Does Your Method of Coping Really Work?
Everyone I know uses some method to cope with stress. Our bodies always want to be in homeostasis, that perfect sort of balance of its systems. However, when life is stressful, and for many people it is constantly stressful, we must manage our stress by surviving another day on the planet.
Many of us were stressed even as children. We lived in an adult world where rules changed, expectations weren’t clear or were crazy. Adults took care of themselves in destructive ways and we learned very early to find coping mechanisms for our stress. Perhaps there wasn’t even an outward identifiable problem from a child’s perspective, but you knew something wasn’t right, you knew something about your home was different from the other families.
Since I know most of us are not meditating enough, our survival mechanisms often include food, dieting or working obsessively, screens/computers, phones and television.
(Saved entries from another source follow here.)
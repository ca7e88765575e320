// error.rs — Crate-wide error type.
//
// Every failure here is a local, synchronous programming error reported to
// the immediate caller. Nothing is retried and no partial state is kept.

use thiserror::Error;

/// Result alias used throughout the crate.
pub type Result<T> = std::result::Result<T, Error>;

/// Why a canvas or gradient field could not be allocated.
#[derive(Debug, Clone, Copy, PartialEq, Eq)]
pub enum AllocationFailure {
    /// One of the dimensions is zero.
    EmptyExtent,
    /// The element count does not fit in `usize`.
    Overflow,
    /// The allocator refused the reservation.
    OutOfMemory,
}

impl std::fmt::Display for AllocationFailure {
    fn fmt(&self, f: &mut std::fmt::Formatter<'_>) -> std::fmt::Result {
        match self {
            AllocationFailure::EmptyExtent => write!(f, "extent must be positive"),
            AllocationFailure::Overflow => write!(f, "element count overflows usize"),
            AllocationFailure::OutOfMemory => write!(f, "allocation failed"),
        }
    }
}

#[derive(Debug, Clone, PartialEq, Error)]
pub enum Error {
    #[error("cannot allocate {width}×{height}: {reason}")]
    Allocation {
        width: usize,
        height: usize,
        reason: AllocationFailure,
    },

    #[error("pixel ({x},{y}) out of bounds for {width}×{height} canvas")]
    OutOfBounds {
        x: usize,
        y: usize,
        width: usize,
        height: usize,
    },

    #[error("noise evaluated before the gradient field was seeded")]
    NotSeeded,

    /// The four lattice corners around `(x, y)` are not all inside the field.
    #[error("noise coordinate ({x},{y}) outside {width}×{height} gradient lattice")]
    OutsideLattice {
        x: f64,
        y: f64,
        width: usize,
        height: usize,
    },

    #[error("invalid fractal configuration: {0}")]
    InvalidConfig(&'static str),
}

/// Reserve exactly `len` default-initialized elements, mapping every failure
/// onto `Error::Allocation`.
pub(crate) fn try_alloc<T: Clone + Default>(
    len: Option<usize>,
    width: usize,
    height: usize,
) -> Result<Vec<T>> {
    let fail = |reason| Error::Allocation { width, height, reason };
    if width == 0 || height == 0 {
        return Err(fail(AllocationFailure::EmptyExtent));
    }
    let len = len.ok_or_else(|| fail(AllocationFailure::Overflow))?;
    let mut data = Vec::new();
    data.try_reserve_exact(len)
        .map_err(|_| fail(AllocationFailure::OutOfMemory))?;
    data.resize(len, T::default());
    Ok(data)
}

#[cfg(test)]
mod tests {
    use super::*;

    #[test]
    fn test_try_alloc_zero_extent() {
        let r: Result<Vec<u8>> = try_alloc(Some(0), 0, 4);
        assert_eq!(
            r.unwrap_err(),
            Error::Allocation { width: 0, height: 4, reason: AllocationFailure::EmptyExtent }
        );
    }

    #[test]
    fn test_try_alloc_overflow() {
        let r: Result<Vec<u8>> = try_alloc(None, usize::MAX, 3);
        assert!(matches!(
            r,
            Err(Error::Allocation { reason: AllocationFailure::Overflow, .. })
        ));
    }

    #[test]
    fn test_display_mentions_coordinates() {
        let e = Error::OutOfBounds { x: 4, y: 1, width: 4, height: 4 };
        assert_eq!(e.to_string(), "pixel (4,1) out of bounds for 4×4 canvas");
    }
}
I know many people who compulsively exercise; Alcohol and dare I say it, Marijuana. I even know someone who obsessively cleans her house and then eats a pint of ice cream.
Many of these coping mechanisms are considered socially acceptable. And we admire the individual’s tenacity as if they are super human and someone to be admired. As if someone who diets obsessively is superior to the rest of us. It’s not to be admired. It’s to understand that everyone suffers. Everyone. And when we do anything out of balance, we must give up something else. Always. Because there are only 24 hours in a day for any of us.
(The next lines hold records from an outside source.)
// paint.rs — Turning noise values into pixels.
//
// The generator loop is always the same shape: for every pixel, query
// fractal noise at the pixel coordinate, map the scalar through a color
// function, write RGB. `shade` runs that loop; the other functions here are
// the small value mappings the wallpapers share.

use crate::canvas::{Canvas, Sample};
use crate::error::Result;
use crate::fractal::FractalConfig;
use crate::noise::NoiseEngine;

/// Map a noise value from roughly `[-1, 1]` onto roughly `[0, 1]`.
#[inline]
pub fn to_unit(noise: f64) -> f64 {
    0.5 * noise + 0.5
}

/// Contrast curve with a soft knee, output in `(-1, 1)`.
#[inline]
pub fn sigmoid(x: f64) -> f64 {
    ((2.0 * x - 0.5).tanh() * 2.0).tanh()
}

/// Equal-channel grey for a noise value.
#[inline]
pub fn grey<T: Sample>(noise: f64) -> [T; 3] {
    let v = T::from_unit(to_unit(noise));
    [v, v, v]
}

/// Sky-blue to white ramp of the clouds wallpaper.
pub fn clouds(noise: f64) -> [u8; 3] {
    let v = to_unit(sigmoid(noise));
    [(v * 230.0) as u8 + 25, (v * 255.0) as u8, 255]
}

/// Evaluate fractal noise at every pixel of `canvas` and write `color(value)`.
///
/// Rows are visited top to bottom. The first noise error aborts the pass,
/// leaving rows already written in place.
pub fn shade<T, F>(
    canvas: &mut Canvas<T>,
    engine: &NoiseEngine,
    config: &FractalConfig,
    mut color: F,
) -> Result<()>
where
    T: Sample,
    F: FnMut(f64) -> [T; 3],
{
    for y in 0..canvas.height() {
        for x in 0..canvas.width() {
            let value = engine.fractal_with(x as f64, y as f64, config)?;
            canvas.set_rgb(x, y, color(value))?;
        }
    }
    Ok(())
}

#[cfg(test)]
mod tests {
    use super::*;
    use crate::lattice::FnSource;

    #[test]
    fn test_to_unit() {
        assert_eq!(to_unit(-1.0), 0.0);
        assert_eq!(to_unit(0.0), 0.5);
        assert_eq!(to_unit(1.0), 1.0);
    }

    #[test]
    fn test_sigmoid_bounded_and_monotonic() {
        let mut prev = sigmoid(-3.0);
        for i in -29..=30 {
            let v = sigmoid(i as f64 / 10.0);
            assert!(v > -1.0 && v < 1.0);
            assert!(v >= prev);
            prev = v;
        }
    }

    #[test]
    fn test_clouds_palette_range() {
        for i in -20..=20 {
            let [r, g, b] = clouds(i as f64 / 10.0);
            assert!(r >= 25);
            assert!(r as u16 >= g as u16 * 230 / 255);
            assert_eq!(b, 255);
        }
    }

    #[test]
    fn test_shade_zero_octaves_is_flat() {
        let mut canvas: Canvas<u16> = Canvas::new(5, 4).unwrap();
        let mut engine = NoiseEngine::for_canvas(&canvas).unwrap();
        engine.seed_gradients(&mut FnSource(|| 7));
        let cfg = FractalConfig::new(0.1, 0).unwrap();
        shade(&mut canvas, &engine, &cfg, grey::<u16>).unwrap();
        let mid = u16::from_unit(0.5);
        assert!(canvas.pixels().all(|(_, _, px)| px == [mid; 3]));
    }

    #[test]
    fn test_shade_propagates_lattice_error() {
        let mut canvas: Canvas<u8> = Canvas::new(8, 8).unwrap();
        let mut engine = NoiseEngine::new(2, 2).unwrap();
        engine.seed_gradients(&mut FnSource(|| 3));
        // Pixel (2, 0) at frequency 1 lies outside a 2×2 lattice.
        let cfg = FractalConfig::new(1.0, 1).unwrap();
        assert!(shade(&mut canvas, &engine, &cfg, clouds).is_err());
    }
}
Did anyone ever get to old age and think, “I didn’t work enough? “I didn’t look at my phone enough?” “I should have dieted more!” “I should have spent less time with my children!”
So when we judge ourselves for using something such as food to cope, then we might begin the work of unraveling how we came to use food as a coping mechanism and how we slowly discover in a healthy way, how to let go of using food.
What would happen if you didn’t use food (or any other negative device) as a coping strategy? Think about it for a moment. Some of you might be saying:
I would die.
I wouldn’t know what to do.
I wouldn’t know who I was.
I wouldn’t even want to try.
I wouldn’t even want to know.
The idea of changing this use of our device can just magnify the stress in our already stressful lives. Why would we change? Because eventually, the “bill” must be paid. Either in health, lost opportunity or relationships. Because these devices have always only offered temporary immediate gratification, but they have never offered true peace.
And I’m not suggesting you give up everything. This is critical. You can’t simply give up things. This increases your stress. You must find strategies of replacing the behavior with strategies that do work. You must trade a negative coping strategy for one or more positive strategies.
The new strategies won’t feel as good as your current choice. They aren’t familiar, they aren’t habitual, they aren’t the same to your body, yet. You have to give yourself time to explore new strategies and get your brain used to responding to lowering your stress in these new ways. For awhile they may only feel “good enough.” Not the same degree of satisfaction, but they’ll do. And that’s okay. Give yourself the adjustment period.
Ideas for coping?
Anything in moderation. Even some of the previous mentioned things. However, ask yourself if you’re doing your coping strategies to the exclusion of other behaviors? Are you exercising to the exclusion of sleep? Are you watching television to the exclusion of exercise? Are you cleaning house to the exclusion of taking time with your family? Are you working to the exclusion of taking time to read or listen to music?
We simply can’t have it all but we can have many things. And you have to figure out how to spend time with more activities that make you happy and less devices that simply allow you to get by. Getting by isn’t a quality life. It’s a survival mechanism. And hooray, you’re surviving, but how about wanting more for your life than survival?
Great article, Amy. Really spoke to me and forces me to confront the feelings I’m trying to block with that next bite of food. Thank you so much for your wise words!
Amy, you’ve outlined a practical approach to a less-stressful life: choose more productive coping mechanisms. While that process may itself be stressful, the cost/benefit analysis for what a person is currently doing to cope will reveal how effective the new strategies will be in the long run. I think what yore saying is that we need to plan how to move from short-term gratification to long haul success in order to REALLY reduce stress. Thanks for this illuminating piece.